#### Task goal
Return every line of the data that contains the string "never".
══ Data under study ══
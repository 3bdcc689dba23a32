/// One cent in currency-decimal terms.
///
/// Every comparison against zero inside the engine goes through this
/// tolerance, so binary-float division error never manufactures a phantom
/// creditor or debtor.
pub const CENT_EPSILON: f64 = 0.01;

/// Round to two decimal places, half away from zero upward (0.125 -> 0.13).
///
/// Only meaningful for non-negative amounts; the engine never emits a
/// negative transfer.
pub fn round_to_cents(amount: f64) -> f64 {
    (amount * 100.0 + 0.5).floor() / 100.0
}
═══
#### Final answer
/// tolerance, so binary-float division error never manufactures a phantom
/// Only meaningful for non-negative amounts; the engine never emits a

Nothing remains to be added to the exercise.